Hulu’s hit show “Tell Me Lies” isn’t exactly an easy watch. The show follows a college friend group while struggling with classes, relationships and personal crises, but three seasons in, the drama has only intensified.
Season three premiered on Jan. 13, and students stayed up all night waiting for its release. Since then, new episodes have dropped on Tuesday mornings, with six out so far. The praise of the show on social media has been overwhelmingly positive, but with themes like death, gaslighting and manipulation, it begs the question: how accurately does it depict the lives of real college students?
It’s important to note that the main story takes place in 2015 with flashbacks from 2008-2009, so while the BlackBerry phones and low-rise jeans may be dated for today’s students, the emotional subjects seem universal.
Jacie O’Shea, a junior marketing major, said the show makes her anxious when watching because it is so realistic.
“We’re the same age as the characters,” O’Shea said. “There’s so much drama and these things could happen to me or someone I know.”

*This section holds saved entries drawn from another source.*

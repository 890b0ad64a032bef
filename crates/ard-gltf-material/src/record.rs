//! glTF material output. Field names serialize to the glTF 2.0 JSON schema.

use std::collections::BTreeMap;

use serde::Serialize;

use crate::classify::ShadingModel;

pub const KHR_MATERIALS_UNLIT: &str = "KHR_materials_unlit";
pub const KHR_MATERIALS_PBR_SPECULAR_GLOSSINESS: &str = "KHR_materials_pbrSpecularGlossiness";
pub const KHR_MATERIALS_EMISSIVE_STRENGTH: &str = "KHR_materials_emissive_strength";
pub const KHR_MATERIALS_COMMON: &str = "KHR_materials_common";
pub const KHR_TEXTURE_TRANSFORM: &str = "KHR_texture_transform";

#[derive(Debug, Serialize, Copy, Clone, PartialEq, Eq, PartialOrd, Ord, Hash, Default)]
#[serde(rename_all = "UPPERCASE")]
pub enum AlphaMode {
    #[default]
    Opaque,
    Mask,
    Blend,
}

#[derive(Debug, Serialize, Clone, PartialEq)]
#[serde(rename_all = "camelCase")]
pub struct MaterialRecord {
    #[serde(skip_serializing_if = "Option::is_none")]
    pub name: Option<String>,
    /// Translator that produced this record.
    #[serde(skip)]
    pub model: ShadingModel,
    #[serde(skip_serializing_if = "Option::is_none")]
    pub pbr_metallic_roughness: Option<PbrMetallicRoughness>,
    #[serde(skip_serializing_if = "Option::is_none")]
    pub normal_texture: Option<NormalTextureInfo>,
    #[serde(skip_serializing_if = "Option::is_none")]
    pub occlusion_texture: Option<OcclusionTextureInfo>,
    #[serde(skip_serializing_if = "Option::is_none")]
    pub emissive_texture: Option<TextureInfo>,
    #[serde(skip_serializing_if = "is_black")]
    pub emissive_factor: [f32; 3],
    pub alpha_mode: AlphaMode,
    #[serde(skip_serializing_if = "Option::is_none")]
    pub alpha_cutoff: Option<f32>,
    pub double_sided: bool,
    #[serde(skip_serializing_if = "MaterialExtensions::is_empty")]
    pub extensions: MaterialExtensions,
}

#[derive(Debug, Serialize, Clone, PartialEq)]
#[serde(rename_all = "camelCase")]
pub struct PbrMetallicRoughness {
    pub base_color_factor: [f32; 4],
    #[serde(skip_serializing_if = "Option::is_none")]
    pub base_color_texture: Option<TextureInfo>,
    pub metallic_factor: f32,
    pub roughness_factor: f32,
    #[serde(skip_serializing_if = "Option::is_none")]
    pub metallic_roughness_texture: Option<TextureInfo>,
}

#[derive(Debug, Serialize, Clone, PartialEq)]
#[serde(rename_all = "camelCase")]
pub struct TextureInfo {
    pub index: u32,
    #[serde(skip_serializing_if = "is_zero")]
    pub tex_coord: u32,
    #[serde(skip_serializing_if = "TextureInfoExtensions::is_empty")]
    pub extensions: TextureInfoExtensions,
}

#[derive(Debug, Serialize, Clone, PartialEq)]
pub struct NormalTextureInfo {
    #[serde(flatten)]
    pub info: TextureInfo,
    pub scale: f32,
}

#[derive(Debug, Serialize, Clone, PartialEq)]
pub struct OcclusionTextureInfo {
    #[serde(flatten)]
    pub info: TextureInfo,
    pub strength: f32,
}

#[derive(Debug, Serialize, Clone, PartialEq, Default)]
pub struct TextureInfoExtensions {
    #[serde(
        rename = "KHR_texture_transform",
        skip_serializing_if = "Option::is_none"
    )]
    pub texture_transform: Option<TextureTransform>,
}

/// `KHR_texture_transform`, already converted to glTF's top-left UV origin.
#[derive(Debug, Serialize, Copy, Clone, PartialEq)]
#[serde(rename_all = "camelCase")]
pub struct TextureTransform {
    pub offset: [f32; 2],
    pub rotation: f32,
    pub scale: [f32; 2],
    #[serde(skip_serializing_if = "Option::is_none")]
    pub tex_coord: Option<u32>,
}

#[derive(Debug, Serialize, Clone, PartialEq, Default)]
pub struct MaterialExtensions {
    #[serde(rename = "KHR_materials_unlit", skip_serializing_if = "Option::is_none")]
    pub unlit: Option<Unlit>,
    #[serde(
        rename = "KHR_materials_pbrSpecularGlossiness",
        skip_serializing_if = "Option::is_none"
    )]
    pub pbr_specular_glossiness: Option<PbrSpecularGlossiness>,
    #[serde(
        rename = "KHR_materials_emissive_strength",
        skip_serializing_if = "Option::is_none"
    )]
    pub emissive_strength: Option<EmissiveStrength>,
    #[serde(rename = "KHR_materials_common", skip_serializing_if = "Option::is_none")]
    pub common_constant: Option<CommonConstant>,
    /// Extensions this crate doesn't model, keyed by extension name.
    #[serde(flatten)]
    pub others: BTreeMap<String, serde_json::Value>,
}

#[derive(Debug, Serialize, Copy, Clone, PartialEq, Eq, Default)]
pub struct Unlit {}

#[derive(Debug, Serialize, Clone, PartialEq)]
#[serde(rename_all = "camelCase")]
pub struct PbrSpecularGlossiness {
    pub diffuse_factor: [f32; 4],
    #[serde(skip_serializing_if = "Option::is_none")]
    pub diffuse_texture: Option<TextureInfo>,
    /// Omitted when a specular-glossiness texture carries the values.
    #[serde(skip_serializing_if = "Option::is_none")]
    pub specular_factor: Option<[f32; 3]>,
    #[serde(skip_serializing_if = "Option::is_none")]
    pub glossiness_factor: Option<f32>,
    #[serde(skip_serializing_if = "Option::is_none")]
    pub specular_glossiness_texture: Option<TextureInfo>,
}

#[derive(Debug, Serialize, Copy, Clone, PartialEq)]
#[serde(rename_all = "camelCase")]
pub struct EmissiveStrength {
    pub emissive_strength: f32,
}

/// Legacy constant-lit material block.
#[derive(Debug, Serialize, Clone, PartialEq)]
#[serde(rename_all = "camelCase")]
pub struct CommonConstant {
    pub technique: &'static str,
    #[serde(skip_serializing_if = "Option::is_none")]
    pub ambient_factor: Option<[f32; 4]>,
    #[serde(skip_serializing_if = "Option::is_none")]
    pub lightmap_texture: Option<TextureInfo>,
    #[serde(skip_serializing_if = "Option::is_none")]
    pub lightmap_factor: Option<[f32; 4]>,
}

#[inline]
fn is_zero(value: &u32) -> bool {
    *value == 0
}

#[inline]
fn is_black(value: &[f32; 3]) -> bool {
    *value == [0.0; 3]
}

impl MaterialRecord {
    pub fn new(name: Option<String>, model: ShadingModel) -> Self {
        Self {
            name,
            model,
            pbr_metallic_roughness: None,
            normal_texture: None,
            occlusion_texture: None,
            emissive_texture: None,
            emissive_factor: [0.0; 3],
            alpha_mode: AlphaMode::Opaque,
            alpha_cutoff: None,
            double_sided: false,
            extensions: MaterialExtensions::default(),
        }
    }

    /// Index of the metallic-roughness texture, if there is one.
    #[inline]
    pub fn metallic_roughness_index(&self) -> Option<u32> {
        self.pbr_metallic_roughness
            .as_ref()?
            .metallic_roughness_texture
            .as_ref()
            .map(|info| info.index)
    }
}

impl Default for PbrMetallicRoughness {
    /// glTF defaults.
    fn default() -> Self {
        Self {
            base_color_factor: [1.0; 4],
            base_color_texture: None,
            metallic_factor: 1.0,
            roughness_factor: 1.0,
            metallic_roughness_texture: None,
        }
    }
}

impl PbrMetallicRoughness {
    /// Starting point for engine materials: non-metallic and fully rough.
    pub fn dielectric() -> Self {
        Self {
            metallic_factor: 0.0,
            ..Default::default()
        }
    }
}

impl TextureInfo {
    #[inline]
    pub fn new(index: u32) -> Self {
        Self {
            index,
            tex_coord: 0,
            extensions: TextureInfoExtensions::default(),
        }
    }
}

impl TextureInfoExtensions {
    #[inline]
    pub fn is_empty(&self) -> bool {
        self.texture_transform.is_none()
    }
}

impl MaterialExtensions {
    #[inline]
    pub fn is_empty(&self) -> bool {
        self.unlit.is_none()
            && self.pbr_specular_glossiness.is_none()
            && self.emissive_strength.is_none()
            && self.common_constant.is_none()
            && self.others.is_empty()
    }
}

impl CommonConstant {
    pub const TECHNIQUE: &'static str = "CONSTANT";
}

impl Default for CommonConstant {
    fn default() -> Self {
        Self {
            technique: Self::TECHNIQUE,
            ambient_factor: None,
            lightmap_texture: None,
            lightmap_factor: None,
        }
    }
}
//! Shaders that need special treatment.
//!
//! Everything keyed on a shader name lives in [`KNOWN_SHADERS`] so the full set of special
//! cases can be read in one place.

use bitflags::bitflags;

bitflags! {
    #[derive(Debug, Copy, Clone, PartialEq, Eq, Hash)]
    pub struct ShaderQuirks: u32 {
        /// Always exported as `KHR_materials_unlit`.
        const UNLIT = 1 << 0;
        /// `_Glossiness` actually stores roughness.
        const INVERTED_GLOSSINESS = 1 << 1;
        /// Keeps the metallic factor meaningful when a packed metallic map is enabled. The
        /// metallic-gloss map is already linear and needs no channel conversion.
        const GLTF_PBR = 1 << 2;
        /// Uses `_BumpMap` without enabling a normal map keyword.
        const IMPLICIT_NORMAL_MAP = 1 << 3;
        /// Renders both faces without a cull mode property.
        const DOUBLE_SIDED = 1 << 4;
    }
}

#[derive(Debug, Copy, Clone)]
pub enum ShaderMatch {
    Exact(&'static str),
    Contains(&'static str),
    /// Compares against the lowercased shader name. The pattern must be lowercase.
    ContainsIgnoreCase(&'static str),
    EndsWith(&'static str),
}

#[derive(Debug, Copy, Clone)]
pub struct KnownShader {
    pub pattern: ShaderMatch,
    pub quirks: ShaderQuirks,
}

pub const KNOWN_SHADERS: &[KnownShader] = &[
    KnownShader {
        pattern: ShaderMatch::ContainsIgnoreCase("unlit"),
        quirks: ShaderQuirks::UNLIT,
    },
    KnownShader {
        pattern: ShaderMatch::Exact("Sprites/Default"),
        quirks: ShaderQuirks::UNLIT,
    },
    KnownShader {
        pattern: ShaderMatch::Exact("GLTF/PbrMetallicRoughness"),
        quirks: ShaderQuirks::GLTF_PBR.union(ShaderQuirks::INVERTED_GLOSSINESS),
    },
    KnownShader {
        pattern: ShaderMatch::Exact("glTF/PbrMetallicRoughness"),
        quirks: ShaderQuirks::GLTF_PBR,
    },
    KnownShader {
        pattern: ShaderMatch::Contains("glTF"),
        quirks: ShaderQuirks::IMPLICIT_NORMAL_MAP,
    },
    KnownShader {
        pattern: ShaderMatch::EndsWith("-Double"),
        quirks: ShaderQuirks::DOUBLE_SIDED,
    },
];

impl ShaderMatch {
    pub fn matches(&self, shader: &str) -> bool {
        match *self {
            ShaderMatch::Exact(name) => shader == name,
            ShaderMatch::Contains(part) => shader.contains(part),
            ShaderMatch::ContainsIgnoreCase(part) => shader.to_lowercase().contains(part),
            ShaderMatch::EndsWith(suffix) => shader.ends_with(suffix),
        }
    }
}

/// All quirks that apply to a shader.
pub fn shader_quirks(shader: &str) -> ShaderQuirks {
    KNOWN_SHADERS
        .iter()
        .filter(|known| known.pattern.matches(shader))
        .fold(ShaderQuirks::empty(), |acc, known| acc | known.quirks)
}
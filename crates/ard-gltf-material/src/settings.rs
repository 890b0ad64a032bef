use std::path::Path;

use serde::{Deserialize, Serialize};

use crate::error::ExportError;

/// Render pipeline the source materials were authored for. Decides which alpha test keyword
/// is honored.
#[derive(Debug, Serialize, Deserialize, Copy, Clone, PartialEq, Eq, Hash, Default)]
pub enum RenderPipeline {
    #[default]
    BuiltIn,
    Scriptable,
}

/// Options for an export session.
#[derive(Debug, Serialize, Deserialize, Clone, PartialEq, Eq)]
#[serde(default)]
pub struct ExportSettings {
    /// Write material names into the document.
    pub export_names: bool,
    /// Allow `KHR_materials_emissive_strength` for emission brighter than 1.
    pub emissive_strength: bool,
    /// Allow `KHR_texture_transform` on texture infos.
    pub texture_transform: bool,
    pub render_pipeline: RenderPipeline,
}

impl Default for ExportSettings {
    fn default() -> Self {
        Self {
            export_names: true,
            emissive_strength: true,
            texture_transform: true,
            render_pipeline: RenderPipeline::BuiltIn,
        }
    }
}

impl ExportSettings {
    pub fn from_ron(src: &str) -> Result<Self, ExportError> {
        Ok(ron::from_str(src)?)
    }

    pub fn load(path: impl AsRef<Path>) -> Result<Self, ExportError> {
        let src = std::fs::read_to_string(path)?;
        Self::from_ron(&src)
    }

    /// The alpha test keyword of the configured pipeline.
    #[inline]
    pub fn alpha_test_keyword(&self) -> &'static str {
        match self.render_pipeline {
            RenderPipeline::BuiltIn => crate::aliases::BUILTIN_ALPHA_TEST_KEYWORD,
            RenderPipeline::Scriptable => crate::aliases::ALPHA_TEST_KEYWORD,
        }
    }
}
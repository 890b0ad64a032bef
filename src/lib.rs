pub mod log {
    pub use ard_log::*;
}

pub mod math {
    pub use ard_math::*;
}

pub mod material {
    pub use ard_gltf_material::*;
}
use ard_log::debug;
use rustc_hash::{FxHashMap, FxHashSet};
use serde::Serialize;

use crate::{
    classify::ShadingModel,
    material::{MaterialId, SourceMaterial, TextureDimension},
    record::{MaterialRecord, PbrMetallicRoughness},
    resolve::{CompanionNames, PropertyResolver, SuffixCompanions},
    settings::ExportSettings,
    texture::{TextureExport, TextureRegistry, TextureSlot},
    translate::{self, TranslateContext},
};

/// Name of the record written for a missing material.
pub const DEFAULT_MATERIAL_NAME: &str = "default";

/// Extensions a document uses, in first-use order.
#[derive(Debug, Default, Clone, PartialEq, Eq)]
pub struct ExtensionUsage {
    used: Vec<String>,
    required: Vec<String>,
}

impl ExtensionUsage {
    /// Records that an extension was emitted. Declaring the same extension again does nothing,
    /// except that a later required declaration promotes it to required.
    pub fn declare(&mut self, name: &str, required: bool) {
        if !self.used.iter().any(|used| used == name) {
            self.used.push(name.to_owned());
        }

        if required && !self.required.iter().any(|req| req == name) {
            self.required.push(name.to_owned());
        }
    }

    #[inline]
    pub fn is_used(&self, name: &str) -> bool {
        self.used.iter().any(|used| used == name)
    }

    #[inline]
    pub fn used(&self) -> &[String] {
        &self.used
    }

    #[inline]
    pub fn required(&self) -> &[String] {
        &self.required
    }
}

/// Something that was dropped from the output.
#[derive(Debug, Serialize, Clone, PartialEq, Eq)]
pub enum Diagnostic {
    /// Only 2D textures can be referenced by glTF materials.
    UnsupportedTexture {
        material: String,
        slot: TextureSlot,
        dimension: TextureDimension,
    },
}

/// Mutable state shared by every material of a session.
#[derive(Debug, Default)]
pub struct SessionState {
    pub extensions: ExtensionUsage,
    /// Materials whose occlusion was packed into their metallic-roughness texture.
    pub occlusion_baked: FxHashSet<MaterialId>,
    pub textures: TextureRegistry,
    pub diagnostics: Vec<Diagnostic>,
}

/// Exports materials into glTF material records.
///
/// A session corresponds to one output document. Material indices returned by the session are
/// positions in [`ExportOutput::materials`] and texture indices inside the records are
/// positions in [`ExportOutput::textures`].
pub struct ExportSession {
    settings: ExportSettings,
    companions: Box<dyn CompanionNames>,
    state: SessionState,
    materials: Vec<MaterialRecord>,
    /// `None` is the key of the default material.
    exported: FxHashMap<Option<MaterialId>, u32>,
}

/// Everything a session produced.
#[derive(Debug)]
pub struct ExportOutput {
    pub materials: Vec<MaterialRecord>,
    /// Bake plan for the texture encoder. Position is the glTF texture index.
    pub textures: Vec<TextureExport>,
    pub extensions_used: Vec<String>,
    pub extensions_required: Vec<String>,
    pub diagnostics: Vec<Diagnostic>,
}

impl ExportSession {
    pub fn new(settings: ExportSettings) -> Self {
        Self::with_companions(settings, SuffixCompanions)
    }

    /// Creates a session that finds texture companion properties through `companions`.
    pub fn with_companions(
        settings: ExportSettings,
        companions: impl CompanionNames + 'static,
    ) -> Self {
        Self {
            settings,
            companions: Box::new(companions),
            state: SessionState::default(),
            materials: Vec::default(),
            exported: FxHashMap::default(),
        }
    }

    #[inline]
    pub fn settings(&self) -> &ExportSettings {
        &self.settings
    }

    #[inline]
    pub fn state(&self) -> &SessionState {
        &self.state
    }

    #[inline]
    pub fn materials(&self) -> &[MaterialRecord] {
        &self.materials
    }

    #[inline]
    pub fn material(&self, index: u32) -> Option<&MaterialRecord> {
        self.materials.get(index as usize)
    }

    /// Exports a material, or the default material for `None`.
    #[inline]
    pub fn export(&mut self, material: Option<&dyn SourceMaterial>) -> u32 {
        match material {
            Some(material) => self.export_material(material),
            None => self.export_default_material(),
        }
    }

    /// Exports a material and returns its index. Materials already exported by this session
    /// return their existing index.
    pub fn export_material(&mut self, material: &dyn SourceMaterial) -> u32 {
        let key = Some(material.id());
        if let Some(&index) = self.exported.get(&key) {
            return index;
        }

        let resolver = PropertyResolver::new(material, &*self.companions);
        let mut cx = TranslateContext {
            resolver,
            settings: &self.settings,
            state: &mut self.state,
        };
        let record = translate::translate_material(&mut cx);

        debug!(
            "material `{}` ({}) exported as {:?}",
            material.name(),
            material.shader_name(),
            record.model
        );

        self.push(key, record)
    }

    /// Exports the material used for geometry without a material.
    pub fn export_default_material(&mut self) -> u32 {
        if let Some(&index) = self.exported.get(&None) {
            return index;
        }

        let name = self
            .settings
            .export_names
            .then(|| DEFAULT_MATERIAL_NAME.to_owned());
        let mut record = MaterialRecord::new(name, ShadingModel::Fallback);
        record.pbr_metallic_roughness = Some(PbrMetallicRoughness::dielectric());

        self.push(None, record)
    }

    pub fn finish(self) -> ExportOutput {
        let ExtensionUsage { used, required } = self.state.extensions;
        ExportOutput {
            materials: self.materials,
            textures: self.state.textures.into_textures(),
            extensions_used: used,
            extensions_required: required,
            diagnostics: self.state.diagnostics,
        }
    }

    fn push(&mut self, key: Option<MaterialId>, record: MaterialRecord) -> u32 {
        let index = self.materials.len() as u32;
        self.materials.push(record);
        self.exported.insert(key, index);
        index
    }
}
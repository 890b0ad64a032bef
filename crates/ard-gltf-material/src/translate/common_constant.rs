use crate::{
    aliases,
    record::{CommonConstant, MaterialRecord, KHR_MATERIALS_COMMON},
    texture::TextureSlot,
};

use super::TranslateContext;

/// Legacy light mapped materials. Colors are written as stored, without color space
/// conversion.
pub(crate) fn translate(cx: &mut TranslateContext, record: &mut MaterialRecord) {
    let resolver = cx.resolver;
    cx.state.extensions.declare(KHR_MATERIALS_COMMON, false);

    let lightmap_texture = resolver
        .assigned_texture(&aliases::LIGHTMAP_TEXTURE)
        .and_then(|(name, texture)| cx.texture_info(name, texture, TextureSlot::Linear));

    record.extensions.common_constant = Some(CommonConstant {
        ambient_factor: resolver
            .resolve(&aliases::AMBIENT_FACTOR)
            .map(|hit| hit.value.to_array()),
        lightmap_texture,
        lightmap_factor: resolver
            .resolve(&aliases::LIGHTMAP_FACTOR)
            .map(|hit| hit.value.to_array()),
        ..Default::default()
    });
}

For others, anger is their primary reaction.
Sophomore political science major Brenda Martinez said the character Lucy Albright, played by Grace Van Patten, makes her angry since she acknowledges she has relationship problems but continues to hurt the people around her.
“It’s like how people can be addicted to drugs — that’s how her relationship with him is like,” Martinez said. “If she’s not with Stephen, she tends to feel worthless and stuff.”
Martinez said she thinks watchers are drawn to the show because it mirrors similar toxic experiences they may have experienced themselves. She compared this phenomenon to social apps like Yik Yak, where users anonymously comment on people’s lives or situations. In the same way, she said, it’s easy to recognize toxic behavior on a show because it’s not happening directly to the viewer.
The show also depicts early social media behavior in a way that is relevant to what students see today. While still in its early years, the use of Facebook on the show to spread a rumor about sexual assault demonstrates some of the online dynamics that students have grown up with on modern social platforms.
Yet some do find the show disconnected from their personal lives. Ava Zaccour, a junior kinesiology major, thinks the show does a great job of encapsulating the college scene with parties and class stress, but she said she doesn’t relate to the characters.
“I don’t think I have a toxic life,” she said, adding that the show sometimes shocks her with how the characters act.
Similarly, Olivia Kulakowski, a political science student, said she relates to some scenes where the characters are getting ready to go out or are hanging out together, but everything else is just dramatized.
On Reddit, fan theories and predictions dominate discussion boards. In one “Tell Me Lies” subreddit, user u/Muted_Hotel_7943 asked if anyone’s college experience was like the show.
Another user, u/crapdontdoit, wrote, “I went to college around this time period and found it to be really similar. I went to a lot of themed frat parties…I think I like the show so much because it reminds me of being in college.”
Whether it’s a fictional liberal arts school in New York or a huge SEC university in Louisiana, some issues are familiar across every college campus. While the show offers late 2000s nostalgia or a reminder of past Friday nights, certain moments are too realistic to be made up.